RECORDS TO USE below:

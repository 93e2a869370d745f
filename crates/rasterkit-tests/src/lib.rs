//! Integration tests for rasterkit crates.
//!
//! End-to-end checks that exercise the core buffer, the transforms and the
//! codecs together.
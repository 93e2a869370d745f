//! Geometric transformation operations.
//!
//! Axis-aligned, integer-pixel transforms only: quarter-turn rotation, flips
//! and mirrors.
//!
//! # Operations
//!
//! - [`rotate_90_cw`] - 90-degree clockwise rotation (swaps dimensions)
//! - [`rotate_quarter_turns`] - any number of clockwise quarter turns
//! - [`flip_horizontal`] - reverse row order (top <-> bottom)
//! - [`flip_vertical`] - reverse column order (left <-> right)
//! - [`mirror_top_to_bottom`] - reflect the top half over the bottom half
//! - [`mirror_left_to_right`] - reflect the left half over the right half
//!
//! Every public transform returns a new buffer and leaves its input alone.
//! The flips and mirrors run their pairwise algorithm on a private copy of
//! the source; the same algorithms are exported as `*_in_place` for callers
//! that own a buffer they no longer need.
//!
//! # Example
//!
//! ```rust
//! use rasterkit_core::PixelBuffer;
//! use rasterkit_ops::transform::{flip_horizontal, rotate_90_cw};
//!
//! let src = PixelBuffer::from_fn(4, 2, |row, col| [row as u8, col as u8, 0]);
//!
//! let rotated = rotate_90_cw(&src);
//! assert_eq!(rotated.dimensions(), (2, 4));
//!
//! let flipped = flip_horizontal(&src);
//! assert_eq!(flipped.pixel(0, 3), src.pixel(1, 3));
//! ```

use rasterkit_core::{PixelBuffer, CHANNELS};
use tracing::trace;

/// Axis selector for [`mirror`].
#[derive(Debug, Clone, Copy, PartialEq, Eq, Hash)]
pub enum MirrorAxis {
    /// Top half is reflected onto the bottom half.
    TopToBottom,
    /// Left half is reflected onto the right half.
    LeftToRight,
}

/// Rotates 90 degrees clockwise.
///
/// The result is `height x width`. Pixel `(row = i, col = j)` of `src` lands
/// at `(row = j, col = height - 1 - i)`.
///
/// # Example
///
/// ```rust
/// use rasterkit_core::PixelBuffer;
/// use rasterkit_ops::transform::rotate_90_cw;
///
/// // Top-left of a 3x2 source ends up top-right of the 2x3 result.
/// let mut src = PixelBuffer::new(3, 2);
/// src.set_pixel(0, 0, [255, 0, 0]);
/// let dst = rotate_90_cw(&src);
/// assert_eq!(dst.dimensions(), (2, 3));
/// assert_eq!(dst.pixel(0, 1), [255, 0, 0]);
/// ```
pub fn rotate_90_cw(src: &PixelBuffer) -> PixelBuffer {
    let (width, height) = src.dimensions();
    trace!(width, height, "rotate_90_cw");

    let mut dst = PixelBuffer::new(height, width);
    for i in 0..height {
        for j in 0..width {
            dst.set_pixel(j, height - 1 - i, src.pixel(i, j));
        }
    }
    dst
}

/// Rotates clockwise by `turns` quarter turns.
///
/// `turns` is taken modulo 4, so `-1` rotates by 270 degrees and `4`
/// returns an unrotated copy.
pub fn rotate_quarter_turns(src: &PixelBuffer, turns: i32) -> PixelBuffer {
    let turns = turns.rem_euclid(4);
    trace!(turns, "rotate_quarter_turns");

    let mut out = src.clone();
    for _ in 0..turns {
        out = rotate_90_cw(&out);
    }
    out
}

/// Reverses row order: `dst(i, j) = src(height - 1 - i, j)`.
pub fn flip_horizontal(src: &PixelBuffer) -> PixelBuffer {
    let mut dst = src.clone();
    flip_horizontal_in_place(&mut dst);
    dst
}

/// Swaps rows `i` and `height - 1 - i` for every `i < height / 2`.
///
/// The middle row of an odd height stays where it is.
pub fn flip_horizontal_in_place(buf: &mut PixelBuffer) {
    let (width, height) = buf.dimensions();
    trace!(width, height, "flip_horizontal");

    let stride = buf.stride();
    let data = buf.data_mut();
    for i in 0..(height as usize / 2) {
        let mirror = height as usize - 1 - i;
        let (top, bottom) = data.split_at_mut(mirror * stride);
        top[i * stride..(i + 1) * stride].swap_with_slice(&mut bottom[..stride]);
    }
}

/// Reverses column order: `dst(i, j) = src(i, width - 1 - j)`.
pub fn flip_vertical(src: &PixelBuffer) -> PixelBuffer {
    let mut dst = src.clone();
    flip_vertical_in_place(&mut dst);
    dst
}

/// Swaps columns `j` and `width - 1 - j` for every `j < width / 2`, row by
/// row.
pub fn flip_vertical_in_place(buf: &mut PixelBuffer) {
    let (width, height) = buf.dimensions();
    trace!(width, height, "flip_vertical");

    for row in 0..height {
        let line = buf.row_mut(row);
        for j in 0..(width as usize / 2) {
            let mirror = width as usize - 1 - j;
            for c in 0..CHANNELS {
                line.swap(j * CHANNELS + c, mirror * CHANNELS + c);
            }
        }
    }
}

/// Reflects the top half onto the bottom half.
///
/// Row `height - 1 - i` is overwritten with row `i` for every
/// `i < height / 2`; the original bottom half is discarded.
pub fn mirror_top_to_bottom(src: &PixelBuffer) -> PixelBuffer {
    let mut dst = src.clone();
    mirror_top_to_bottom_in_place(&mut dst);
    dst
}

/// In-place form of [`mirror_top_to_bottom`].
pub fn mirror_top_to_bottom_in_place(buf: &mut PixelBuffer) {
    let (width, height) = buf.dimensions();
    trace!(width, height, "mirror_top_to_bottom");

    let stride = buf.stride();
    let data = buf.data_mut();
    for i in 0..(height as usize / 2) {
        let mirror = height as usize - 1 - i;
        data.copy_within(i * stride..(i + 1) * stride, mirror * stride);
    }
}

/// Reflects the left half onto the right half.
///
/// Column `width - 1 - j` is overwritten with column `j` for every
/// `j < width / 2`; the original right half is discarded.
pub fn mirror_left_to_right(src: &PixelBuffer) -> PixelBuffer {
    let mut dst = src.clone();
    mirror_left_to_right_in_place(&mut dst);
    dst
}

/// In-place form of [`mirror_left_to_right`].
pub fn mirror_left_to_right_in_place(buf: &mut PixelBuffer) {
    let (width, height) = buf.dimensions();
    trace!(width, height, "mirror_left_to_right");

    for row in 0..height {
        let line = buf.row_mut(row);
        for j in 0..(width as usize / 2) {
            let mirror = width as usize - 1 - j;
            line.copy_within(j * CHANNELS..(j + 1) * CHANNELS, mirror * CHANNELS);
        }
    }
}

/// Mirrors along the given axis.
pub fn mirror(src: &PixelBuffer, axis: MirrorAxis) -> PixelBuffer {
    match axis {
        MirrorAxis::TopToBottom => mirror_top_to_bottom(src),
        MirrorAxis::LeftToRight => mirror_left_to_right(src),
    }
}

End of RECORDS TO USE.

**WHAT YOU HAVE TO DO:** Copy the records above exactly, beginning at the line that contains "its input alone." and stopping after the line that contains "Axis selector for".

**SOLUTION FOR THIS TASK:**
//! Every public transform returns a new buffer and leaves its input alone.
//! The flips and mirrors run their pairwise algorithm on a private copy of
//! the source; the same algorithms are exported as `*_in_place` for callers
//! that own a buffer they no longer need.
//!
//! # Example
//!
//! ```rust
//! use rasterkit_core::PixelBuffer;
//! use rasterkit_ops::transform::{flip_horizontal, rotate_90_cw};
//!
//! let src = PixelBuffer::from_fn(4, 2, |row, col| [row as u8, col as u8, 0]);
//!
//! let rotated = rotate_90_cw(&src);
//! assert_eq!(rotated.dimensions(), (2, 4));
//!
//! let flipped = flip_horizontal(&src);
//! assert_eq!(flipped.pixel(0, 3), src.pixel(1, 3));
//! ```

use rasterkit_core::{PixelBuffer, CHANNELS};
use tracing::trace;

/// Axis selector for [`mirror`].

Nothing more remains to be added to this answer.